5 questions d'Arnaud Stahl / Plumes d'auteurs

 

Arnaud Stahl m'a proposé de faire connaître mon travail via le site Plumes d'auteurs.

 

Comment avez-vous trouvé votre premier éditeur ? 

 

Je crains que mon cas ne soit pas très représentatif. Mon premier livre, qui n’est pas à proprement parler un roman, ou alors d’apprentissage, prenait la forme d’une déambulation dans ma propre vie, doublée d’une sorte d’enquête parallèle autour de la figure de Bernard-Henri Lévy. Que, pour les besoins du livre, je voyais beaucoup à cette période (je parle là du tout début des années 2000), comme je rencontrais nombre de personnalités de tous horizons, parmi lesquelles, donc, pas mal d’éditeurs. Aussi mon problème était-il bien différent de celui que rencontrent d’ordinaire celles et ceux qui cherchent à présenter un premier manuscrit : non seulement j’avais le choix, mais j’en avais l’embarras. Finalement, tout s’est résolu chez Plon.

 

Quel est, dans vos créations, le livre que vous préférez et pourquoi ? 

 

C’est là, pour moi, une question impossible : chacun de mes livres correspondant à un temps de ma vie (truisme absolu, mais que dire d’autre ?), j’ai bien du mal à en juger, ou à exprimer telle ou telle préférence. Une fois qu’un de mes textes est publié, est devenu livre, je n’y pense pour ainsi dire plus ; c’est une espèce de pensée, ou de mouvement réflexe, chez moi, que de me dire : « Voilà, je n’aurai plus à y revenir », et de passer à autre chose. Sans doute est-ce pour cela qu’il y a entre chacun de mes textes d’assez grandes variations – ce qui ne signifie pas qu’un certain fil rouge ne soit pas tendu entre eux, ni que je n’ai pas mes petites marottes… Mais j’aime, j’ai même besoin, chaque fois, de bâtir, non seulement un autre univers, mais presque une autre langue. Rétrospectivement, chacun de ces univers, chacune de ces langues, constituent donc une partie, fût-elle estompée, ou fuyante, de ce que je suis. Disons, donc, que tous ces livres conservent pour moi, à part égale ou presque, un peu du charme qui les a vu naître. 

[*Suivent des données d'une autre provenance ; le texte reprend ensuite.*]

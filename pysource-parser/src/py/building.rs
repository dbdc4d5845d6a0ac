//! Tree building
//!
//!     Turns the semantic token stream into the [Code](crate::py::ast::Code) tree. There is no
//!     grammar here beyond statements and nesting: the builder only needs to know where logical
//!     lines end, which lines open blocks, and where the indentation markers fall.
//!
//!     See [builder](builder) for the state machine and [error](error) for the failures it
//!     reports. Building is all-or-nothing: on error no partial tree is returned.

pub mod builder;
pub mod error;

pub use builder::{build, Builder};
pub use error::StructuralError;
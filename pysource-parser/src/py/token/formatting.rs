//! Detokenizer
//!
//! Converts a stream of tokens back into a string. Unlike the
//! [unparser](crate::py::formats::unparser), which walks the `Code` tree and derives
//! indentation from block depth, the detokenizer works on flat token streams. It is used for
//! round-trip testing of the tokenizer on its own and for debugging token-level transformations.
//!
//! Since every byte of the normalized source belongs to exactly one token, detokenizing is a
//! plain concatenation; the zero-width `Indent` / `Dedent` / `Endmarker` markers contribute
//! nothing.

use super::core::Token;

/// Detokenize a stream of tokens into a string
pub fn detokenize(tokens: &[Token]) -> String {
    let mut result = String::new();
    for token in tokens {
        result.push_str(token.text());
    }
    result
}

#[cfg(test)]
mod tests {
    use super::*;
    use crate::py::lexing::{lex_str, tokenize_str};

    #[test]
    fn test_detokenize_raw_stream() {
        let source = "def f(a, b):\n    return a + b  # sum\n";
        let tokens = tokenize_str(source).unwrap();
        assert_eq!(detokenize(&tokens), source);
    }

    #[test]
    fn test_detokenize_semantic_stream() {
        let source = "if x:\n    if y:\n        pass\nz = 1\n";
        let tokens = lex_str(source, 8).unwrap();
        assert_eq!(detokenize(&tokens), source);
    }

    #[test]
    fn test_detokenize_drops_trailing_whitespace() {
        let tokens = tokenize_str("a = 1   \n\t\nb = 2\n").unwrap();
        assert_eq!(detokenize(&tokens), "a = 1\n\nb = 2\n");
    }
}
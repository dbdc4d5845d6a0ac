//! Token stream transformations
//!
//!     Stages that run over the raw token stream after core tokenization. Each one is an
//!     iterator adapter, so the whole lexing pipeline stays lazy.

pub mod semantic_indentation;

pub use semantic_indentation::{indentation_width, SemanticIndentationMapper};
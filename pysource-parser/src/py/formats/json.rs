//! JSON output
//!
//! Serializes the tree or a token stream with `serde_json`. The model types derive
//! `Serialize`, so the output mirrors their field names; tokens include their kind, text,
//! byte span and positions.

use crate::py::ast::elements::Code;
use crate::py::token::Token;

pub fn to_json_string(code: &Code) -> Result<String, serde_json::Error> {
    serde_json::to_string_pretty(code)
}

pub fn tokens_to_json_string(tokens: &[Token]) -> Result<String, serde_json::Error> {
    serde_json::to_string_pretty(tokens)
}
//! Shared configuration loader for the pysource toolchain.
//!
//! `defaults/pysource.default.toml` is embedded into every binary so that docs and
//! runtime behavior stay in sync. Applications layer user-specific files on top
//! of those defaults via [`Loader`] before deserializing into [`PysourceConfig`].
//!
//! The parser itself never reads configuration: values end up in
//! [`ParseOptions`] and [`OutlineOptions`], which are passed to each call.

use config::builder::DefaultState;
use config::{Config, ConfigBuilder, ConfigError, File, FileFormat, ValueKind};
use pysource_parser::py::outline::OutlineOptions;
use pysource_parser::py::parsing::ParseOptions;
use serde::Deserialize;
use std::path::Path;

const DEFAULT_TOML: &str = include_str!("../defaults/pysource.default.toml");

/// Top-level configuration consumed by pysource applications.
#[derive(Debug, Clone, Deserialize)]
pub struct PysourceConfig {
    pub parser: ParserConfig,
    pub outline: OutlineConfig,
    pub inspect: InspectConfig,
    pub check: CheckConfig,
}

#[derive(Debug, Clone, Deserialize)]
pub struct ParserConfig {
    pub tab_size: usize,
}

/// Import classification knobs.
#[derive(Debug, Clone, Deserialize)]
pub struct OutlineConfig {
    pub first_party: Vec<String>,
}

#[derive(Debug, Clone, Deserialize)]
pub struct InspectConfig {
    pub show_line_numbers: bool,
}

/// Round-trip check output.
#[derive(Debug, Clone, Deserialize)]
pub struct CheckConfig {
    pub context_lines: usize,
}

impl PysourceConfig {
    pub fn parse_options(&self) -> ParseOptions {
        ParseOptions::with_tab_size(self.parser.tab_size)
    }

    pub fn outline_options(&self) -> OutlineOptions {
        OutlineOptions::with_first_party(self.outline.first_party.iter().cloned())
    }
}

/// Helper for layering user overrides over the built-in defaults.
#[derive(Debug, Clone)]
pub struct Loader {
    builder: ConfigBuilder<DefaultState>,
}

impl Loader {
    /// Start a loader seeded with the embedded defaults.
    pub fn new() -> Self {
        let builder = Config::builder().add_source(File::from_str(DEFAULT_TOML, FileFormat::Toml));
        Self { builder }
    }

    /// Layer a configuration file. Missing files trigger an error.
    pub fn with_file(mut self, path: impl AsRef<Path>) -> Self {
        let source = File::from(path.as_ref())
            .format(FileFormat::Toml)
            .required(true);
        self.builder = self.builder.add_source(source);
        self
    }

    /// Layer an optional configuration file (ignored if the file is absent).
    pub fn with_optional_file(mut self, path: impl AsRef<Path>) -> Self {
        let source = File::from(path.as_ref())
            .format(FileFormat::Toml)
            .required(false);
        self.builder = self.builder.add_source(source);
        self
    }

    /// Apply a single key/value override (useful for CLI settings).
    pub fn set_override<I>(mut self, key: &str, value: I) -> Result<Self, ConfigError>
    where
        I: Into<ValueKind>,
    {
        self.builder = self.builder.set_override(key, value)?;
        Ok(self)
    }

    /// Finalize the builder and deserialize the resulting configuration.
    pub fn build(self) -> Result<PysourceConfig, ConfigError> {
        self.builder.build()?.try_deserialize()
    }
}

impl Default for Loader {
    fn default() -> Self {
        Self::new()
    }
}

/// Convenience helper for callers that only need the defaults.
pub fn load_defaults() -> Result<PysourceConfig, ConfigError> {
    Loader::new().build()
}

C’est peut-être pourquoi, s’il me fallait impérativement vous répondre, j’aurai tout de même envie de dire que ma préférence va à ceux de mes textes qui ne sont pas encore publiés… Simplement parce qu’ils sont très présents en moi, très chauds, et qu’il me semble, un peu stupidement sans doute, qu’il leur manque encore une certaine réalité, une certaine incarnation pour exister véritablement.

 

Quel est votre plus beau souvenir en tant qu’écrivain ? 

 

Ne pensez pas que j’esquive votre question, mais je n’ai pas de « plus beau souvenir » : la vérité, c’est que je n’aime rien tant que ce moment de l’écriture où l’on sent que les choses sont là, en soi, qu’elles viennent, qu’elles semblent devoir trouver leur expression, leur destination dans l’écriture. Écrire n’a jamais pour moi été un geste facile, naturel, évident : je suis capricieux, j’ai besoin de très longues plages de temps, de silence et de solitude. Mais lorsque je peux en disposer, finit toujours par venir cette sensation d’ivresse (je ne saurai autrement qualifier ce moment) que, alors, me procure l’écriture. Si ce doit être un souvenir, c’est donc le souvenir de ce moment, à la fois presque quotidien et toujours infiniment singulier, où j’écris, et qui me ramène, le plus simplement du monde, à ma vie.

 

Que pensez-vous de l’édition numérique ? 

 

Pas grand-chose… Je confesse en être mauvais connaisseur. Je suis comme beaucoup : j’aime le livre, l’objet, comme pourvoyeur de sensations, parce qu’on peut le salir, le tacher, le corner, le gribouiller, j’aime que le livre vieillisse et jaunisse, et j’aime, en en rouvrant un au hasard, éprouver cette odeur caractéristique qui réussirait presque à me ramener à l’époque où je l’avais lu. Le numérique, à cette aune, est évidemment un peu froid… Reste que je l’utilise, mais presque exclusivement comme éditeur : j’accepte de plus en plus volontiers de recevoir des manuscrits au format numérique, aussi me suis-je doté d’une petite liseuse, plus pratique que des feuilles A4 (parfois même pas reliées…) pour lire au bistro, dans un rocking chair ou dans mon bain…

 

Quels conseils donneriez-vous à de jeunes écrivains ?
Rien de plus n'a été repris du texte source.